[MATERIAL SHOWN — start]

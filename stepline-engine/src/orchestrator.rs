//! Pipeline orchestrator
//!
//! Runs a pipeline's components in order, one at a time. Before each
//! component the sequence is reloaded from the store and passed through the
//! dependency gate, so a component blocked by an earlier failure is reported
//! as denied instead of being run.

use std::sync::Arc;

use chrono::{DateTime, Utc};
use stepline_client::{ComputeSessions, ContentStore};
use tokio_util::sync::CancellationToken;
use tracing::{error, info, warn};

use crate::config::EngineConfig;
use crate::error::{EngineError, Result};
use crate::execution::RunReport;
use crate::gate;
use crate::lock::RunLocks;
use crate::repository::PipelineStore;
use crate::runner::{ComponentRunner, RunRequest};

/// What happened to one component during a full run
#[derive(Debug)]
pub enum ComponentOutcome {
    Completed(RunReport),
    Failed(EngineError),
    /// Blocked by an unexecuted predecessor
    Denied(EngineError),
    /// Skipped because the run stopped early
    NotAttempted,
}

#[derive(Debug)]
pub struct ComponentResult {
    pub index: usize,
    pub path: String,
    pub outcome: ComponentOutcome,
}

/// Aggregate result of a full pipeline run
#[derive(Debug)]
pub struct PipelineReport {
    pub pipeline_id: String,
    pub results: Vec<ComponentResult>,
    pub started_at: DateTime<Utc>,
    pub finished_at: DateTime<Utc>,
}

impl PipelineReport {
    fn count(&self, matches: impl Fn(&ComponentOutcome) -> bool) -> usize {
        self.results.iter().filter(|r| matches(&r.outcome)).count()
    }

    pub fn completed(&self) -> usize {
        self.count(|o| matches!(o, ComponentOutcome::Completed(_)))
    }

    pub fn failed(&self) -> usize {
        self.count(|o| matches!(o, ComponentOutcome::Failed(_)))
    }

    pub fn denied(&self) -> usize {
        self.count(|o| matches!(o, ComponentOutcome::Denied(_)))
    }

    pub fn not_attempted(&self) -> usize {
        self.count(|o| matches!(o, ComponentOutcome::NotAttempted))
    }

    /// True when every component completed
    pub fn is_success(&self) -> bool {
        self.completed() == self.results.len()
    }
}

/// Entry point for running pipelines
pub struct PipelineOrchestrator {
    pipelines: PipelineStore,
    runner: ComponentRunner,
    locks: RunLocks,
    config: EngineConfig,
}

impl PipelineOrchestrator {
    pub fn new(
        store: Arc<dyn ContentStore>,
        sessions: Arc<dyn ComputeSessions>,
        config: EngineConfig,
    ) -> Self {
        Self {
            pipelines: PipelineStore::new(store.clone()),
            runner: ComponentRunner::new(store, sessions, config.clone()),
            locks: RunLocks::new(),
            config,
        }
    }

    /// Shares a lock registry with other components, such as the management service
    pub fn with_locks(mut self, locks: RunLocks) -> Self {
        self.locks = locks;
        self
    }

    pub fn locks(&self) -> &RunLocks {
        &self.locks
    }

    /// Runs every component of a pipeline in order
    pub async fn run_pipeline(&self, pipeline_id: &str) -> Result<PipelineReport> {
        self.run_pipeline_with_cancel(pipeline_id, &CancellationToken::new())
            .await
    }

    /// Runs every component of a pipeline in order until cancelled
    ///
    /// Component failures and denials are recorded in the report and the
    /// loop moves on. Only failing to take the lock or to load the pipeline
    /// fails the whole call.
    pub async fn run_pipeline_with_cancel(
        &self,
        pipeline_id: &str,
        cancel: &CancellationToken,
    ) -> Result<PipelineReport> {
        let _token = self.locks.try_acquire(pipeline_id)?;
        let started_at = Utc::now();

        let definition = self.pipelines.load_definition(pipeline_id).await?;
        let count = self.pipelines.load_components(pipeline_id).await?.len();

        info!(
            "Running pipeline {} ({}) with {} component(s)",
            pipeline_id, definition.title, count
        );

        let mut results = Vec::with_capacity(count);
        let mut stopped = false;

        for index in 0..count {
            let components = self.pipelines.load_components(pipeline_id).await;
            let path = components
                .as_ref()
                .ok()
                .and_then(|c| c.get(index))
                .map(|c| c.path.clone())
                .unwrap_or_default();

            if stopped || cancel.is_cancelled() {
                results.push(ComponentResult {
                    index,
                    path,
                    outcome: ComponentOutcome::NotAttempted,
                });
                continue;
            }

            let outcome = match components {
                Err(e) => {
                    error!("Failed to reload components of {}: {}", pipeline_id, e);
                    ComponentOutcome::Failed(e)
                }
                Ok(components) => match gate::check(&components, index) {
                    Err(e) => {
                        warn!("Skipping component {} of {}: {}", index, pipeline_id, e);
                        if self.config.stop_on_violation {
                            stopped = true;
                        }
                        ComponentOutcome::Denied(e)
                    }
                    Ok(()) => {
                        let request = RunRequest {
                            pipeline_id: pipeline_id.to_string(),
                            definition: definition.clone(),
                            components,
                            index,
                        };
                        match self.runner.run(request, cancel).await {
                            Ok(report) => ComponentOutcome::Completed(report),
                            Err(e) => ComponentOutcome::Failed(e),
                        }
                    }
                },
            };

            results.push(ComponentResult {
                index,
                path,
                outcome,
            });
        }

        let report = PipelineReport {
            pipeline_id: pipeline_id.to_string(),
            results,
            started_at,
            finished_at: Utc::now(),
        };

        info!(
            "Pipeline {} finished: {} completed, {} failed, {} denied, {} not attempted",
            pipeline_id,
            report.completed(),
            report.failed(),
            report.denied(),
            report.not_attempted()
        );

        Ok(report)
    }

    /// Runs one component, provided every earlier component has been executed
    pub async fn run_single_component(&self, pipeline_id: &str, index: usize) -> Result<RunReport> {
        self.run_single_component_with_cancel(pipeline_id, index, &CancellationToken::new())
            .await
    }

    pub async fn run_single_component_with_cancel(
        &self,
        pipeline_id: &str,
        index: usize,
        cancel: &CancellationToken,
    ) -> Result<RunReport> {
        let _token = self.locks.try_acquire(pipeline_id)?;

        let definition = self.pipelines.load_definition(pipeline_id).await?;
        let components = self.pipelines.load_components(pipeline_id).await?;

        if index >= components.len() {
            return Err(EngineError::NotFound(format!(
                "component {} of pipeline {}",
                index, pipeline_id
            )));
        }

        if let Err(e) = gate::check(&components, index) {
            warn!("Refusing to run component {} of {}: {}", index, pipeline_id, e);
            return Err(e);
        }

        let request = RunRequest {
            pipeline_id: pipeline_id.to_string(),
            definition,
            components,
            index,
        };
        self.runner.run(request, cancel).await
    }
}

[MATERIAL SHOWN — finish]

WHAT TO PRODUCE: Search the material above for lines containing the string "definition", then pull them out.

ANSWER FOR THE TASK:
        let definition = self.pipelines.load_definition(pipeline_id).await?;
            pipeline_id, definition.title, count
                            definition: definition.clone(),
        let definition = self.pipelines.load_definition(pipeline_id).await?;
            definition,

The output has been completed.